Their approach has always combined practicality with adaptability. “I’ve done this enough times to know when not to do something,” David says, referring to past ventures that taught him how to manage risk. That mix of caution and confidence carried into their most ambitious move yet, developing a roofing division that meets Florida’s stringent high-wind certification standards.
“It’s been our biggest challenge,” he admits. “You can’t just make a product. You have to prove it meets code, get engineers to test it, and pay for the certification. It’s tough for a small business, but we’re getting there.”

Guidance from the SBDC
That steady progression, from survival to expansion, has been guided in part by the Florida Small Business Development Center (SBDC) at Florida Gulf Coast University, and consultant Andrea Walker, who began working with the Reeds during their transition to Moore Haven.
“She’s been priceless,” Lucy says. “Andrea helped us consolidate what used to be four separate, failing websites into one strong, unified platform. She gave us direction, not just marketing ideas, but a sense of how to manage our time and how to think about growth in realistic ways.”
David agrees. “It wasn’t about fixing one problem.
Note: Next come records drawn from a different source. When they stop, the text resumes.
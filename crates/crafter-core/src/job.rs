//! Job records: one work order per physical item, either a priced
//! improvement/repair or an unpriced donation.

use contracts::{CreatureId, ItemId, JobStatusEntry, NO_CUSTOMER};

use crate::host::WorldHost;

/// A priced order: improve `item` to `target_ql` for `customer`.
///
/// `price_charged` is quoted at submission and committed when the job is
/// marked done; `done` is monotonic and never reverts.
#[derive(Debug, Clone, PartialEq)]
pub struct ImprovementJob {
    pub item: ItemId,
    pub customer: CreatureId,
    pub target_ql: f32,
    pub mail_when_done: bool,
    pub price_charged: i64,
    pub done: bool,
}

/// A donated item the crafter works on indefinitely. Unpriced, never
/// refundable, never mailed, and never reported as done while queued.
#[derive(Debug, Clone, PartialEq)]
pub struct DonationJob {
    pub item: ItemId,
    pub target_ql: f32,
}

#[derive(Debug, Clone, PartialEq)]
pub enum Job {
    Improvement(ImprovementJob),
    Donation(DonationJob),
}

impl Job {
    pub fn donation(item: ItemId, skill_cap: f32) -> Self {
        Self::Donation(DonationJob {
            item,
            target_ql: skill_cap,
        })
    }

    pub fn item(&self) -> ItemId {
        match self {
            Self::Improvement(job) => job.item,
            Self::Donation(job) => job.item,
        }
    }

    pub fn target_ql(&self) -> f32 {
        match self {
            Self::Improvement(job) => job.target_ql,
            Self::Donation(job) => job.target_ql,
        }
    }

    pub fn is_donation(&self) -> bool {
        matches!(self, Self::Donation(_))
    }

    /// Whether `actor` is the payment claimant. Donations have none.
    pub fn is_customer(&self, actor: CreatureId) -> bool {
        match self {
            Self::Improvement(job) => job.customer != NO_CUSTOMER && job.customer == actor,
            Self::Donation(_) => false,
        }
    }

    /// Donations report false regardless of elapsed time or queue position;
    /// they are standing ledger markers, not completable orders.
    pub fn is_done(&self) -> bool {
        match self {
            Self::Improvement(job) => job.done,
            Self::Donation(_) => false,
        }
    }

    pub fn price_charged(&self) -> i64 {
        match self {
            Self::Improvement(job) => job.price_charged,
            Self::Donation(_) => 0,
        }
    }

    pub fn mail_when_done(&self) -> bool {
        match self {
            Self::Improvement(job) => job.mail_when_done,
            Self::Donation(_) => false,
        }
    }

    /// Deliver the finished item to the customer. No-op for donations.
    pub fn mail_to_customer(&self, host: &mut dyn WorldHost) {
        if let Self::Improvement(job) = self {
            host.mail_item(job.item, job.customer);
        }
    }

    /// Return the customer's stake (the item, un-improved). No-op for
    /// donations: there is nobody to refund.
    pub fn refund_customer(&self, host: &mut dyn WorldHost) {
        if let Self::Improvement(job) = self {
            host.mail_item(job.item, job.customer);
        }
    }

    pub fn status_entry(&self) -> JobStatusEntry {
        match self {
            Self::Improvement(job) => JobStatusEntry {
                item: job.item,
                donation: false,
                done: job.done,
                price_charged: Some(job.price_charged),
            },
            Self::Donation(job) => JobStatusEntry {
                item: job.item,
                donation: true,
                done: false,
                price_charged: None,
            },
        }
    }

    // -- persisted record shape ---------------------------------------------

    /// One newline-terminated line per job. Improvements serialize every
    /// field in fixed order; donations serialize the item identity alone.
    pub fn encode_record(&self) -> String {
        match self {
            Self::Improvement(job) => format!(
                "{},{},{},{},{},{}\n",
                job.item,
                job.customer,
                job.target_ql,
                u8::from(job.mail_when_done),
                job.price_charged,
                u8::from(job.done),
            ),
            Self::Donation(job) => format!("{}\n", job.item),
        }
    }

    /// Parse one persisted line. Returns `None` for anything malformed;
    /// the caller skips the line and keeps loading.
    pub fn parse_record(line: &str, skill_cap: f32) -> Option<Job> {
        let line = line.trim();
        if line.is_empty() {
            return None;
        }
        let fields: Vec<&str> = line.split(',').collect();
        match fields.len() {
            1 => {
                let item = fields[0].parse::<ItemId>().ok()?;
                Some(Job::donation(item, skill_cap))
            }
            6 => {
                let item = fields[0].parse::<ItemId>().ok()?;
                let customer = fields[1].parse::<CreatureId>().ok()?;
                let target_ql = fields[2].parse::<f32>().ok()?;
                let mail_when_done = parse_flag(fields[3])?;
                let price_charged = fields[4].parse::<i64>().ok()?;
                let done = parse_flag(fields[5])?;
                if !target_ql.is_finite()
                    || target_ql < 0.0
                    || target_ql > skill_cap
                    || price_charged < 0
                {
                    return None;
                }
                Some(Job::Improvement(ImprovementJob {
                    item,
                    customer,
                    target_ql,
                    mail_when_done,
                    price_charged,
                    done,
                }))
            }
            _ => None,
        }
    }
}

fn parse_flag(raw: &str) -> Option<bool> {
    match raw {
        "0" => Some(false),
        "1" => Some(true),
        _ => None,
    }
}

#[cfg(test)]
mod tests {
    use super::*;
    use crate::host::MemoryHost;

    fn improvement(item: ItemId, customer: CreatureId) -> Job {
        Job::Improvement(ImprovementJob {
            item,
            customer,
            target_ql: 70.0,
            mail_when_done: true,
            price_charged: 250,
            done: false,
        })
    }

    #[test]
    fn donation_reports_pending_forever() {
        let job = Job::donation(9, 99.99999);
        assert!(job.is_donation());
        assert!(!job.is_done());
        assert!(!job.is_customer(42));
        assert_eq!(job.price_charged(), 0);
    }

    #[test]
    fn donation_mail_and_refund_are_no_ops() {
        let mut host = MemoryHost::new();
        host.add_item(9, 30.0);
        let job = Job::donation(9, 99.99999);
        job.mail_to_customer(&mut host);
        job.refund_customer(&mut host);
        assert!(host.mailbox().is_empty());
    }

    #[test]
    fn improvement_round_trips_through_record() {
        let job = improvement(101, 202);
        let line = job.encode_record();
        assert_eq!(line, "101,202,70,1,250,0\n");
        let parsed = Job::parse_record(&line, 99.99999).expect("parse");
        assert_eq!(parsed, job);
    }

    #[test]
    fn donation_record_is_item_identity_only() {
        let job = Job::donation(314, 99.99999);
        assert_eq!(job.encode_record(), "314\n");
        let parsed = Job::parse_record("314", 99.99999).expect("parse");
        assert!(parsed.is_donation());
        assert_eq!(parsed.item(), 314);
    }

    #[test]
    fn malformed_records_are_rejected() {
        let cap = 99.99999;
        assert!(Job::parse_record("", cap).is_none());
        assert!(Job::parse_record("a,b,c", cap).is_none());
        assert!(Job::parse_record("101,202,70,1,250", cap).is_none());
        assert!(Job::parse_record("101,202,70,2,250,0", cap).is_none());
        assert!(Job::parse_record("101,202,120,0,250,0", cap).is_none());
        assert!(Job::parse_record("101,202,70,0,-5,0", cap).is_none());
        assert!(Job::parse_record("forge", cap).is_none());
    }

    #[test]
    fn customer_zero_never_matches_any_actor() {
        let job = Job::Improvement(ImprovementJob {
            item: 1,
            customer: NO_CUSTOMER,
            target_ql: 50.0,
            mail_when_done: false,
            price_charged: 0,
            done: false,
        });
        assert!(!job.is_customer(0));
        assert!(!job.is_customer(7));
    }
}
It was about learning how to manage the many things we had built. The SBDC gave us structure and strategy. When you’re a small manufacturer, you wear every hat, marketing, logistics, engineering, finance, so having someone outside who can see the whole picture matters.”
With Andrea’s help, Maxant Metals streamlined its brand identity, expanded its online visibility, and improved its outreach in Glades County and beyond. “We’ve built a real relationship,” Lucy adds. “If I don’t have an answer, I know who to call.”

Rooted in Moore Haven
Nearly a decade after their relocation, the Reeds have become part of the town’s fabric. Their property doubles as a manufacturing hub and a community touchpoint, a UPS drop-off site, a casual showroom, and a gathering place for customers curious about the company’s eclectic product line. “People walk in and say, ‘I didn’t know you were here,’” Lucy laughs. “Now they come in for screws, roofing pieces, or just to see what we’re making.”
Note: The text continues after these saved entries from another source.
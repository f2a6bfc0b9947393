//! The host boundary: the explicit collaborator interface the kernel
//! calls back into. The host calls the kernel through `CrafterWorld`
//! entry points; the kernel calls the host only through this trait.

use std::collections::{BTreeMap, BTreeSet};

use contracts::{CreatureId, ForgeId, ItemId};

/// Injected world collaborator. Implemented by the hosting engine; the
/// kernel never reaches into host state any other way.
pub trait WorldHost {
    /// Current quality of an item, or `None` if it no longer exists.
    fn item_quality(&self, item: ItemId) -> Option<f32>;

    fn set_item_quality(&mut self, item: ItemId, quality: f32);

    /// Whether the forge still exists. The bound forge is re-validated,
    /// never assumed present — it may be destroyed externally.
    fn forge_exists(&self, forge: ForgeId) -> bool;

    /// Deliver an item through the mail system.
    fn mail_item(&mut self, item: ItemId, to: CreatureId);

    /// Hand an item over directly.
    fn hand_item(&mut self, item: ItemId, to: CreatureId);

    fn give_coins(&mut self, to: CreatureId, amount: i64);

    /// Post a chat message on behalf of a crafter.
    fn post_message(&mut self, from: CreatureId, text: &str);
}

/// In-memory host used by the CLI demo and the test suite.
#[derive(Debug, Default)]
pub struct MemoryHost {
    items: BTreeMap<ItemId, f32>,
    forges: BTreeSet<ForgeId>,
    mailbox: Vec<(ItemId, CreatureId)>,
    handed: Vec<(ItemId, CreatureId)>,
    coins: BTreeMap<CreatureId, i64>,
    messages: Vec<(CreatureId, String)>,
}

impl MemoryHost {
    pub fn new() -> Self {
        Self::default()
    }

    pub fn add_item(&mut self, item: ItemId, quality: f32) {
        self.items.insert(item, quality);
    }

    pub fn destroy_item(&mut self, item: ItemId) {
        self.items.remove(&item);
    }

    pub fn add_forge(&mut self, forge: ForgeId) {
        self.forges.insert(forge);
    }

    pub fn destroy_forge(&mut self, forge: ForgeId) {
        self.forges.remove(&forge);
    }

    pub fn mailbox(&self) -> &[(ItemId, CreatureId)] {
        &self.mailbox
    }

    pub fn handed(&self) -> &[(ItemId, CreatureId)] {
        &self.handed
    }

    pub fn coins_of(&self, creature: CreatureId) -> i64 {
        self.coins.get(&creature).copied().unwrap_or(0)
    }

    pub fn messages(&self) -> &[(CreatureId, String)] {
        &self.messages
    }
}

impl WorldHost for MemoryHost {
    fn item_quality(&self, item: ItemId) -> Option<f32> {
        self.items.get(&item).copied()
    }

    fn set_item_quality(&mut self, item: ItemId, quality: f32) {
        if let Some(current) = self.items.get_mut(&item) {
            *current = quality;
        }
    }

    fn forge_exists(&self, forge: ForgeId) -> bool {
        self.forges.contains(&forge)
    }

    fn mail_item(&mut self, item: ItemId, to: CreatureId) {
        if self.items.contains_key(&item) {
            self.mailbox.push((item, to));
        }
    }

    fn hand_item(&mut self, item: ItemId, to: CreatureId) {
        if self.items.contains_key(&item) {
            self.handed.push((item, to));
        }
    }

    fn give_coins(&mut self, to: CreatureId, amount: i64) {
        *self.coins.entry(to).or_insert(0) += amount;
    }

    fn post_message(&mut self, from: CreatureId, text: &str) {
        self.messages.push((from, text.to_string()));
    }
}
Maxant Metals continues to grow, sometimes in quiet, unseen ways. The company recently purchased a new set of imported machines to expand their roofing division and has reinvested through Opportunity Zone funding, a strategy the SBDC helped them navigate. “We’re probably the smallest business in America to take advantage of that,” David says with a smile.
Through all of it, their philosophy remains simple: reinvest, improve, and stay steady. “We’re just hitting our stride,” Lucy says. “It takes fifteen years to feel like an expert in your field. We’re ten years in, give us five more.”
A Future Forged in Metal
In the bright light of a Florida afternoon, the machinery at Maxant Metals whirs to life again, a pulse of progress in a small rural town. The building still carries the echoes of the past: the old button presses from Chicago, the smell of metal and oil, the sound of possibility.
For Lucy and David Reed, growth has never been about chasing the next big thing. It is about preserving what works, refining what does not, and finding new ways to create lasting value for their customers, their employees, and their community.
“The SBDC helped us see what we already had,” Lucy reflects. “Sometimes you just need someone to remind you that you’re building something that matters.”